//! Time and frame ranges.

use schemars::JsonSchema;
use serde::{Deserialize, Serialize};
use thiserror::Error;

/// Requested clip interval in seconds.
#[derive(Debug, Clone, Copy, PartialEq, Serialize, Deserialize, JsonSchema)]
pub struct TimeRange {
    pub start_time: f64,
    pub end_time: f64,
}

impl TimeRange {
    /// Validate a start/end pair.
    ///
    /// Checks:
    /// - Both values are finite
    /// - Start is not negative
    /// - Start is before end
    pub fn new(start_time: f64, end_time: f64) -> Result<Self, TimeRangeError> {
        if !start_time.is_finite() || !end_time.is_finite() {
            return Err(TimeRangeError::NotFinite);
        }
        if start_time < 0.0 {
            return Err(TimeRangeError::NegativeStart(start_time));
        }
        if start_time >= end_time {
            return Err(TimeRangeError::StartNotBeforeEnd {
                start_time,
                end_time,
            });
        }
        Ok(Self {
            start_time,
            end_time,
        })
    }

    pub fn duration(&self) -> f64 {
        self.end_time - self.start_time
    }
}

#[derive(Debug, Clone, PartialEq, Error)]
pub enum TimeRangeError {
    #[error("Start and end times must be finite numbers")]
    NotFinite,
    #[error("Start time cannot be negative (got {0})")]
    NegativeStart(f64),
    #[error("Start time ({start_time}) must be before end time ({end_time})")]
    StartNotBeforeEnd { start_time: f64, end_time: f64 },
}

/// Half-open range of frame indices `[start, end)`.
#[derive(Debug, Clone, Copy, PartialEq, Eq, Hash, Serialize, Deserialize, JsonSchema)]
pub struct FrameRange {
    pub start: u64,
    pub end: u64,
}

impl FrameRange {
    pub fn new(start: u64, end: u64) -> Self {
        Self { start, end }
    }

    /// Range covering a whole video.
    pub fn whole(total_frames: u64) -> Self {
        Self {
            start: 0,
            end: total_frames,
        }
    }

    pub fn len(&self) -> u64 {
        self.end.saturating_sub(self.start)
    }

    pub fn is_empty(&self) -> bool {
        self.len() == 0
    }

    pub fn contains(&self, frame: u64) -> bool {
        frame >= self.start && frame < self.end
    }

    /// Absolute frame indices visited when sampling every `stride` frames.
    pub fn sampled(&self, stride: u64) -> impl Iterator<Item = u64> {
        (self.start..self.end).step_by(stride.max(1) as usize)
    }
}

#[cfg(test)]
mod tests {
    use super::*;

    #[test]
    fn test_time_range_validation() {
        assert!(TimeRange::new(0.0, 10.0).is_ok());
        assert_eq!(
            TimeRange::new(-1.0, 10.0),
            Err(TimeRangeError::NegativeStart(-1.0))
        );
        assert!(matches!(
            TimeRange::new(5.0, 5.0),
            Err(TimeRangeError::StartNotBeforeEnd { .. })
        ));
        assert_eq!(TimeRange::new(0.0, f64::NAN), Err(TimeRangeError::NotFinite));
        assert!((TimeRange::new(1.5, 4.0).unwrap().duration() - 2.5).abs() < 1e-12);
    }

    #[test]
    fn test_frame_range_sampling() {
        let range = FrameRange::new(10, 22);
        assert_eq!(range.len(), 12);
        assert_eq!(range.sampled(5).collect::<Vec<_>>(), vec![10, 15, 20]);
        assert!(range.contains(21));
        assert!(!range.contains(22));
        assert!(FrameRange::new(7, 7).is_empty());
    }
}
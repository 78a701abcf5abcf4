//! Request cancellation signal.

use tokio::sync::watch;

use crate::error::{MediaError, MediaResult};

/// Receiving half of a request's cancellation flag.
///
/// Cloned into every long-running step of a request. A signal built with
/// [`CancelSignal::never`] never fires.
#[derive(Debug, Clone, Default)]
pub struct CancelSignal {
    rx: Option<watch::Receiver<bool>>,
}

impl CancelSignal {
    pub fn new(rx: watch::Receiver<bool>) -> Self {
        Self { rx: Some(rx) }
    }

    /// Create a sender/signal pair. Sending `true` cancels.
    pub fn channel() -> (watch::Sender<bool>, Self) {
        let (tx, rx) = watch::channel(false);
        (tx, Self::new(rx))
    }

    pub fn never() -> Self {
        Self { rx: None }
    }

    pub fn is_cancelled(&self) -> bool {
        self.rx.as_ref().map(|rx| *rx.borrow()).unwrap_or(false)
    }

    /// Return `Err(Cancelled)` if the flag is set.
    pub fn check(&self) -> MediaResult<()> {
        if self.is_cancelled() {
            Err(MediaError::Cancelled)
        } else {
            Ok(())
        }
    }

    /// Resolve once the flag is set. Pends forever if the sender is gone.
    pub async fn cancelled(&self) {
        let Some(rx) = &self.rx else {
            return std::future::pending().await;
        };
        let mut rx = rx.clone();
        loop {
            if *rx.borrow_and_update() {
                return;
            }
            if rx.changed().await.is_err() {
                return std::future::pending().await;
            }
        }
    }

    /// Raw receiver for collaborators that take one directly.
    pub fn receiver(&self) -> Option<watch::Receiver<bool>> {
        self.rx.clone()
    }
}

#[cfg(test)]
mod tests {
    use super::*;
    use std::time::Duration;
    use tokio_test::{assert_pending, assert_ready, task};

    #[test]
    fn test_cancelled_wakes_waiter() {
        let (tx, signal) = CancelSignal::channel();
        let mut waiter = task::spawn(signal.cancelled());

        assert_pending!(waiter.poll());
        tx.send(true).unwrap();
        assert!(waiter.is_woken());
        assert_ready!(waiter.poll());
    }

    #[test]
    fn test_dropped_sender_never_cancels() {
        let (tx, signal) = CancelSignal::channel();
        let mut waiter = task::spawn(signal.cancelled());

        assert_pending!(waiter.poll());
        drop(tx);
        assert_pending!(waiter.poll());
        assert!(signal.check().is_ok());
    }

    #[tokio::test]
    async fn test_cancelled_resolves_after_send() {
        let (tx, signal) = CancelSignal::channel();
        assert!(signal.check().is_ok());

        let waiter = {
            let signal = signal.clone();
            tokio::spawn(async move { signal.cancelled().await })
        };
        tx.send(true).unwrap();

        tokio::time::timeout(Duration::from_secs(1), waiter)
            .await
            .expect("cancellation not observed")
            .unwrap();
        assert!(matches!(signal.check(), Err(MediaError::Cancelled)));
    }

    #[tokio::test]
    async fn test_never_does_not_fire() {
        let signal = CancelSignal::never();
        assert!(!signal.is_cancelled());
        let result = tokio::time::timeout(Duration::from_millis(20), signal.cancelled()).await;
        assert!(result.is_err());
    }
}
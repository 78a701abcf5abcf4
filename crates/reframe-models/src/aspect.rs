//! Target aspect ratios.

use std::fmt;
use std::str::FromStr;

use schemars::JsonSchema;
use serde::{Deserialize, Serialize};
use thiserror::Error;

/// Aspect ratio expressed as `width:height` (numerator:denominator).
#[derive(Debug, Clone, Copy, PartialEq, Eq, Hash, Serialize, Deserialize, JsonSchema)]
pub struct AspectRatio {
    pub width: u32,
    pub height: u32,
}

impl AspectRatio {
    /// Vertical short-form video (9:16)
    pub const PORTRAIT: AspectRatio = AspectRatio {
        width: 9,
        height: 16,
    };

    /// Square (1:1)
    pub const SQUARE: AspectRatio = AspectRatio {
        width: 1,
        height: 1,
    };

    /// Feed portrait (4:5)
    pub const FEED_PORTRAIT: AspectRatio = AspectRatio {
        width: 4,
        height: 5,
    };

    /// Widescreen landscape (16:9)
    pub const LANDSCAPE: AspectRatio = AspectRatio {
        width: 16,
        height: 9,
    };

    /// Create a ratio, rejecting zero components.
    pub fn new(width: u32, height: u32) -> Result<Self, AspectRatioParseError> {
        if width == 0 || height == 0 {
            return Err(AspectRatioParseError::ZeroValue);
        }
        Ok(Self { width, height })
    }

    /// Ratio as a float (width / height).
    pub fn as_f64(&self) -> f64 {
        self.width as f64 / self.height as f64
    }
}

impl Default for AspectRatio {
    fn default() -> Self {
        Self::PORTRAIT
    }
}

impl fmt::Display for AspectRatio {
    fn fmt(&self, f: &mut fmt::Formatter<'_>) -> fmt::Result {
        write!(f, "{}:{}", self.width, self.height)
    }
}

impl FromStr for AspectRatio {
    type Err = AspectRatioParseError;

    fn from_str(s: &str) -> Result<Self, Self::Err> {
        let (width, height) = s
            .trim()
            .split_once(':')
            .ok_or_else(|| AspectRatioParseError::InvalidFormat(s.to_string()))?;

        let width = width
            .parse()
            .map_err(|_| AspectRatioParseError::InvalidNumber(width.to_string()))?;
        let height = height
            .parse()
            .map_err(|_| AspectRatioParseError::InvalidNumber(height.to_string()))?;

        Self::new(width, height)
    }
}

/// The fixed set of target ratios a request may ask for.
#[derive(Debug, Clone, Copy, PartialEq, Eq, Hash, Serialize, Deserialize, JsonSchema, Default)]
pub enum AspectPreset {
    #[default]
    #[serde(rename = "9:16")]
    Portrait,
    #[serde(rename = "1:1")]
    Square,
    #[serde(rename = "4:5")]
    FeedPortrait,
    #[serde(rename = "16:9")]
    Landscape,
}

impl AspectPreset {
    pub const ALL: &'static [AspectPreset] = &[
        AspectPreset::Portrait,
        AspectPreset::Square,
        AspectPreset::FeedPortrait,
        AspectPreset::Landscape,
    ];

    pub fn as_str(&self) -> &'static str {
        match self {
            AspectPreset::Portrait => "9:16",
            AspectPreset::Square => "1:1",
            AspectPreset::FeedPortrait => "4:5",
            AspectPreset::Landscape => "16:9",
        }
    }

    pub fn ratio(&self) -> AspectRatio {
        match self {
            AspectPreset::Portrait => AspectRatio::PORTRAIT,
            AspectPreset::Square => AspectRatio::SQUARE,
            AspectPreset::FeedPortrait => AspectRatio::FEED_PORTRAIT,
            AspectPreset::Landscape => AspectRatio::LANDSCAPE,
        }
    }

    /// Comma-separated list of accepted tokens, for error messages.
    pub fn allowed_tokens() -> String {
        Self::ALL
            .iter()
            .map(AspectPreset::as_str)
            .collect::<Vec<_>>()
            .join(", ")
    }
}

impl fmt::Display for AspectPreset {
    fn fmt(&self, f: &mut fmt::Formatter<'_>) -> fmt::Result {
        write!(f, "{}", self.as_str())
    }
}

impl FromStr for AspectPreset {
    type Err = AspectRatioParseError;

    fn from_str(s: &str) -> Result<Self, Self::Err> {
        let token = s.trim();
        Self::ALL
            .iter()
            .copied()
            .find(|preset| preset.as_str() == token)
            .ok_or_else(|| AspectRatioParseError::NotAllowed {
                token: s.to_string(),
                allowed: Self::allowed_tokens(),
            })
    }
}

impl From<AspectPreset> for AspectRatio {
    fn from(preset: AspectPreset) -> Self {
        preset.ratio()
    }
}

#[derive(Debug, Clone, PartialEq, Error)]
pub enum AspectRatioParseError {
    #[error("Invalid aspect ratio format: {0}, expected 'W:H'")]
    InvalidFormat(String),
    #[error("Invalid number in aspect ratio: {0}")]
    InvalidNumber(String),
    #[error("Aspect ratio values must be non-zero")]
    ZeroValue,
    #[error("Unsupported aspect ratio '{token}', allowed: {allowed}")]
    NotAllowed { token: String, allowed: String },
}

#[cfg(test)]
mod tests {
    use super::*;

    #[test]
    fn test_aspect_ratio_parse() {
        assert_eq!("9:16".parse::<AspectRatio>().unwrap(), AspectRatio::PORTRAIT);
        assert_eq!(" 4:5 ".parse::<AspectRatio>().unwrap(), AspectRatio::FEED_PORTRAIT);
        assert!("invalid".parse::<AspectRatio>().is_err());
        assert_eq!(
            "0:16".parse::<AspectRatio>(),
            Err(AspectRatioParseError::ZeroValue)
        );
    }

    #[test]
    fn test_preset_tokens_round_trip() {
        for preset in AspectPreset::ALL {
            assert_eq!(preset.as_str().parse::<AspectPreset>().unwrap(), *preset);
            assert_eq!(preset.to_string(), preset.ratio().to_string());
        }
    }

    #[test]
    fn test_preset_rejects_unlisted_ratio() {
        let err = "21:9".parse::<AspectPreset>().unwrap_err();
        assert!(matches!(err, AspectRatioParseError::NotAllowed { .. }));
        assert!(err.to_string().contains("9:16, 1:1, 4:5, 16:9"));
    }

    #[test]
    fn test_preset_serde_uses_token() {
        let json = serde_json::to_string(&AspectPreset::Square).unwrap();
        assert_eq!(json, "\"1:1\"");
        let preset: AspectPreset = serde_json::from_str("\"16:9\"").unwrap();
        assert_eq!(preset, AspectPreset::Landscape);
    }
}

__________________________________________________

#### [PROBLEM TO WORK ON]
If a line above holds "enum", count it; say how many such lines there are and nothing else.

#### [REPLY TO THE EXERCISE]
3